How to run the code:

git clone https://github.com/anjajevtovic/nlp-spam-detector .
cd nlp-spam-detector
pip install -r requirements.txt
python3 spam_detection_models.py -t                 # to train the models
python3 spam_detection_models.py -p [message_text]  # to predict if the message is spam/ham

Introduction

Email service as we know it today was accessible to the public since the 1990s. It took only a couple of years (1994. The ‘Green Card Spam’ incident is one of the examples) for spam emails to get recognized as a significant problem. Ever since, email threats evolved and become one of the leading vectors for cyberattacks. According to Statista, the global spam volume of total email traffic in 2022 was 48.63%, with the average across the last ten years being around 57%. The term spam in this context translates to any unsolicited, potentially harmful email.

To see this statistic from another perspective, the number of emails sent and received per day in 2023 is 347.3 billion. And even though it was predicted email would become obsolete by 2020, the statistics show only growth over the past years.

Electronic mail is a common means of communication due to its convenience and capacity to exchange and store all kinds of information formats - messages, documents, images, videos, and links. The email can have multiple recipients, it gets stored in everybody's mailbox waiting to be opened at any time, making it very time-efficient and cost-effective. It is largely utilized in the business world where spam emails prove to be the most harmful due to the financial losses they induce. Due to these attributes, email is a convenient mean to execute scams, unwanted marketing, and other malicious activities.

Spam filters are being utilized as spam detection and prevention systems. The filtering is happening in several places - on the ISP (internet service provider) side, ESP (email service provider) side, client side, company side, etc…

Spam filters often combine multiple techniques to improve accuracy and effectiveness. Such techniques are Content-based filtering, Real-time blackhole lists, Whitelisting, Blacklisting, Machine Learning Techniques, SPF and DKIM verification and integrity checks, and so on… Shortly put, Knowledge Engineering and Machine Learning are two popular ways of filtering unsolicited emails.

The downside of Knowledge engineering is that it requires a lot of rules, constant maintenance, and updates. Hence, Machine Learning proved to be efficient for this purpose as a set of rules is not required, especially deep learning techniques within Natural Language Processing.

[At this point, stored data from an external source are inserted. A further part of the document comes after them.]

use anyhow::Result;
use jsonwebtoken::{decode, encode, DecodingKey, EncodingKey, Header, Validation};
use serde::{Deserialize, Serialize};
use uuid::Uuid;

/// JWT Claims - data stored in the member session token
#[derive(Debug, Serialize, Deserialize, Clone)]
pub struct Claims {
    pub sub: String,         // Subject (account_id as string)
    pub account_id: Uuid,    // Account UUID
    pub tenant_slug: String, // Routing key for the account's site
    pub exp: i64,            // Expiration timestamp
    pub iat: i64,            // Issued at timestamp
    pub iss: String,         // Issuer
    pub jti: String,         // JWT ID (unique token identifier)
}

/// JWT Service - creates and verifies member session tokens
#[derive(Clone)]
pub struct JwtService {
    encoding_key: EncodingKey,
    decoding_key: DecodingKey,
    issuer: String,
}

impl JwtService {
    pub fn new(secret: &str, issuer: String) -> Self {
        Self {
            encoding_key: EncodingKey::from_secret(secret.as_bytes()),
            decoding_key: DecodingKey::from_secret(secret.as_bytes()),
            issuer,
        }
    }

    /// Create a session token for an account
    ///
    /// Token expires after 12 hours
    pub fn create_token(&self, account_id: Uuid, tenant_slug: String) -> Result<String> {
        let now = chrono::Utc::now();
        let exp = now + chrono::Duration::hours(12);

        let claims = Claims {
            sub: account_id.to_string(),
            account_id,
            tenant_slug,
            exp: exp.timestamp(),
            iat: now.timestamp(),
            iss: self.issuer.clone(),
            jti: Uuid::new_v4().to_string(),
        };

        encode(&Header::default(), &claims, &self.encoding_key).map_err(Into::into)
    }

    /// Verify and decode a session token
    ///
    /// Returns claims if the token is valid and not expired
    pub fn verify_token(&self, token: &str) -> Result<Claims> {
        let mut validation = Validation::default();
        validation.set_issuer(&[&self.issuer]);

        decode::<Claims>(token, &self.decoding_key, &validation)
            .map(|data| data.claims)
            .map_err(Into::into)
    }
}

#[cfg(test)]
mod tests {
    use super::*;

    #[test]
    fn test_create_and_verify_token() {
        let service = JwtService::new("test_secret_key", "solvik".to_string());
        let account_id = Uuid::new_v4();

        let token = service.create_token(account_id, "acme".to_string()).unwrap();

        let claims = service.verify_token(&token).unwrap();
        assert_eq!(claims.account_id, account_id);
        assert_eq!(claims.tenant_slug, "acme");
        assert_eq!(claims.iss, "solvik");
    }

    #[test]
    fn test_invalid_token() {
        let service = JwtService::new("test_secret_key", "solvik".to_string());
        assert!(service.verify_token("invalid_token").is_err());
    }

    #[test]
    fn test_wrong_secret() {
        let service1 = JwtService::new("secret1", "solvik".to_string());
        let service2 = JwtService::new("secret2", "solvik".to_string());

        let token = service1
            .create_token(Uuid::new_v4(), "acme".to_string())
            .unwrap();

        assert!(service2.verify_token(&token).is_err());
    }

    #[test]
    fn test_token_expires_in_twelve_hours() {
        let service = JwtService::new("test_secret_key", "solvik".to_string());
        let token = service
            .create_token(Uuid::new_v4(), "acme".to_string())
            .unwrap();

        let claims = service.verify_token(&token).unwrap();
        let now = chrono::Utc::now().timestamp();
        let expires_in = claims.exp - now;
        assert!(expires_in > 11 * 3600);
        assert!(expires_in <= 12 * 3600);
    }
}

Although both deep learning and NLP have been present and utilized since the 2000s, the computing power and knowledge we harvest today enabled the development of new techniques, architectures, and models - giving the opportunity to develop faster, more optimized, and easily customizable solutions. The aim of this project is to showcase the current state of the Deep Learning field by creating and evaluating three models (XGBoost, Bi-LSTM, and pre-trained BERT) for detecting spam messages.

Related Work

Spam detection solutions are a part of standard packages of every corporation and even smaller companies, therefore, the current state-of-art approach is not accessible via the Internet. Sophisticated solutions already exist in commercial products using a combination of here mentioned approaches and the biggest downside of public research is the quality of data used.

However, given the importance of this problem, there are a number of researches covering this topic and showcasing what that ‘state-of-art’ solution most likely would be using in the backend.

In this regard, [1] did an experiment using an Enron subset of 5171 emails. The idea was to compare multiple ML and Deep Learning models by recording detailed metrics for each. Accuracy, precision, recall, and f1 are considered. From ML algorithms, Random Forest has achieved the highest accuracy of 96.8%. For Deep Learning, Keras API was utilized and Bi-LSTM achieved validation accuracy of 98.5%. It is stated that Bi-LSTM can be considered the best model for email spam detection because it does sequencing in both directions.

In another research [2] it was concluded that Natural Language Processing enhanced the model's accuracy and the word embedding concept has been introduced. Pre-trained fine-tuned BERT transformer model is compared to Deep Neural Network (essentially Bi-LSTM with two Dense layers on top), and also standard ML algorithms - k-NN and Naive Bayes. The Enron subset is being used with around 5,000 emails. As per [2], accuracy and f1 score were the main metrics for deciding what the top-performing model is.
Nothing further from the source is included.